A Gerdau, uma das maiores siderúrgicas do país, demitiu 700 trabalhadores em razão do "cenário desafiador enfrentado pelo mercado brasileiro frente às condições predatórias de importação do aço chinês", disse a empresa em comunicado.

A exemplo do Chile, a indústria brasileira do aço exige do governo uma elevação da tarifa a 25%, a partir de uma base que varia de acordo com o produto.

Preocupações com a segurança

Em meio à crise na siderurgia, surgiram novas preocupações quanto a irregularidades do aço chinês, com impacto potencial sobre a indústria da construção chilena.

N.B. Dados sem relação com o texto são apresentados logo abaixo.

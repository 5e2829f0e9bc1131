use thiserror::Error;

/// Errors raised by preprocessing, fitting and inference.
#[derive(Debug, Error)]
pub enum Error {
    #[error("Missing required columns: {}", .0.join(", "))]
    MissingColumns(Vec<&'static str>),

    #[error("Unknown categories '{value}' found in column '{column}'")]
    UnknownCategory { value: String, column: &'static str },

    #[error("Missing value in column '{column}' at row {row}")]
    NullValue { column: &'static str, row: usize },

    #[error("Missing expected feature column '{0}' in encoder output")]
    MissingFeature(String),

    #[error("failed to parse '{value}' in column '{column}' as '%Y-%m-%d %H:%M:%S': {source}")]
    TimestampParse {
        column: &'static str,
        value: String,
        #[source]
        source: chrono::ParseError,
    },

    #[error("shape mismatch: {features} feature rows but {labels} labels")]
    ShapeMismatch { features: usize, labels: usize },

    #[error("feature width mismatch: got {got}, expected {expected}")]
    FeatureWidth { got: usize, expected: usize },

    #[error("cannot fit on an empty training set")]
    EmptyTrainingSet,

    #[error("training labels contain a single class ({0}); need both 0 and 1")]
    SingleClass(u8),

    #[error("optimizer failed: {0}")]
    Optimizer(String),

    #[error("artifact i/o failed for {path}: {source}")]
    Io {
        path: String,
        #[source]
        source: std::io::Error,
    },

    #[error("artifact {path} is not a valid model file: {source}")]
    Artifact {
        path: String,
        #[source]
        source: bincode::Error,
    },
}

impl Error {
    /// True for errors caused by the caller's data rather than by the
    /// service itself. These map to a client error at the HTTP boundary.
    pub fn is_input_error(&self) -> bool {
        matches!(
            self,
            Error::MissingColumns(_)
                | Error::UnknownCategory { .. }
                | Error::NullValue { .. }
                | Error::MissingFeature(_)
        )
    }
}

pub type Result<T> = std::result::Result<T, Error>;

#[cfg(test)]
mod tests {
    use super::*;

    #[test]
    fn missing_columns_lists_every_column() {
        let e = Error::MissingColumns(vec!["TIPOVUELO", "MES"]);
        assert_eq!(e.to_string(), "Missing required columns: TIPOVUELO, MES");
        assert!(e.is_input_error());
    }

    #[test]
    fn unknown_category_names_value_and_column() {
        let e = Error::UnknownCategory {
            value: "Nonexistent Airline".into(),
            column: "OPERA",
        };
        assert_eq!(
            e.to_string(),
            "Unknown categories 'Nonexistent Airline' found in column 'OPERA'"
        );
        assert!(e.is_input_error());
    }

    #[test]
    fn fit_errors_are_not_input_errors() {
        assert!(!Error::ShapeMismatch { features: 3, labels: 2 }.is_input_error());
        assert!(!Error::FeatureWidth { got: 9, expected: 10 }.is_input_error());
        assert!(!Error::EmptyTrainingSet.is_input_error());
        assert!(!Error::Optimizer("line search failed".into()).is_input_error());
    }
}
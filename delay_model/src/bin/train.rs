use anyhow::{bail, Context, Result};
use delay_model::{
    default_paths, DelayModel, FlightRecord, LogisticRegressionParams, ModelPaths, TARGET_COLUMN,
};
use rand::{rngs::StdRng, SeedableRng};
use std::{fs, path::PathBuf};
use tracing_subscriber::EnvFilter;

// Offline trainer:
// 1. Read raw flights (JSON lines) from DATA_PATH
// 2. Fit encoder + class-balanced logistic regression
// 3. Write both artifacts

fn main() -> Result<()> {
    tracing_subscriber::fmt()
        .with_env_filter(EnvFilter::try_from_default_env().unwrap_or_else(|_| EnvFilter::new("info")))
        .init();

    let data_path = std::env::var("DATA_PATH").unwrap_or_else(|_| "data/data.jsonl".to_string());
    let seed: u64 = std::env::var("SHUFFLE_SEED").ok().and_then(|s| s.parse().ok()).unwrap_or(42);
    let defaults = default_paths("artifacts");
    let paths = ModelPaths {
        encoder: std::env::var("ENCODER_PATH").map(PathBuf::from).unwrap_or(defaults.encoder),
        classifier: std::env::var("MODEL_PATH").map(PathBuf::from).unwrap_or(defaults.classifier),
    };

    let records = read_records(&data_path)?;
    if records.is_empty() {
        bail!("no records in {}", data_path);
    }
    tracing::info!("read {} flights from {}", records.len(), data_path);

    let mut rng = StdRng::seed_from_u64(seed);
    let model = DelayModel::train(&records, &LogisticRegressionParams::default(), &mut rng)
        .context("training failed")?;

    let (features, target) = model.preprocess_with_target(&records)?;
    let predicted = model.predict(&features)?;
    let hits = predicted.iter().zip(&target).filter(|(p, t)| p == t).count();
    let delayed = target.iter().filter(|v| **v == 1).count();
    tracing::info!(
        "{}: {} delayed / {} on time; training accuracy {:.3}",
        TARGET_COLUMN,
        delayed,
        target.len() - delayed,
        hits as f64 / target.len() as f64
    );

    for path in [&paths.encoder, &paths.classifier] {
        if let Some(dir) = path.parent().filter(|d| !d.as_os_str().is_empty()) {
            fs::create_dir_all(dir).with_context(|| format!("failed to create {}", dir.display()))?;
        }
    }
    model.save(&paths).context("failed to write artifacts")?;
    tracing::info!(
        "wrote encoder to {} and model to {}",
        paths.encoder.display(),
        paths.classifier.display()
    );
    Ok(())
}

fn read_records(path: &str) -> Result<Vec<FlightRecord>> {
    let text = fs::read_to_string(path).with_context(|| format!("failed to read data at {}", path))?;
    text.lines()
        .enumerate()
        .filter(|(_, line)| !line.trim().is_empty())
        .map(|(i, line)| {
            serde_json::from_str(line).with_context(|| format!("{}:{}: invalid flight record", path, i + 1))
        })
        .collect()
}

Manuel Lemungher, engenheiro e especialista em segurança e qualidade chileno, manifestou ao Entorno preocupação com a entrada de aço chinês de baixa qualidade e sem certificação no Chile.

"Esta situação é altamente preocupante, especialmente num país sísmico como o Chile, onde a qualidade e a certificação do aço são de vital importância para garantir a segurança das construções", destacou.

O Chile poderia se tornar o epicentro da crise na região, alertou.

"A inundação do mercado latino-americano com aço chinês representa uma ameaça clara e direta à indústria siderúrgica na região. É necessário enfrentar este desafio em conjunto, buscando soluções que protejam os interesses e a segurança dos nossos cidadãos e das indústrias locais", enfatizou.

Rodrigo Silva, professor de metalurgia da Universidade de Concepción, destacou ao jornal local La Estrella a importância de exigir certificação para o aço que ingressa no Chile. A atividade sísmica do país requer padrões especiais para garantir a segurança na construção.

"A norma chilena estabelece os requisitos que devem ser atendidos pelo aço destinado ao uso em estruturas de uso geral e estruturas sujeitas a cargas sísmicas", explicou Silva.

"Os engenheiros e fabricantes chineses podem não estar familiarizados com as nossas normas e práticas, que demonstraram um desempenho bem-sucedido contra terramotos graves. E é difícil validar remotamente todo o processo de design e fabricação de acordo com as normas nacionais", observou.

A Alacero alerta para um "risco iminente" à indústria do aço na região, projetando um 2024 repleto de incertezas e tendência de queda frente à competição desleal da China.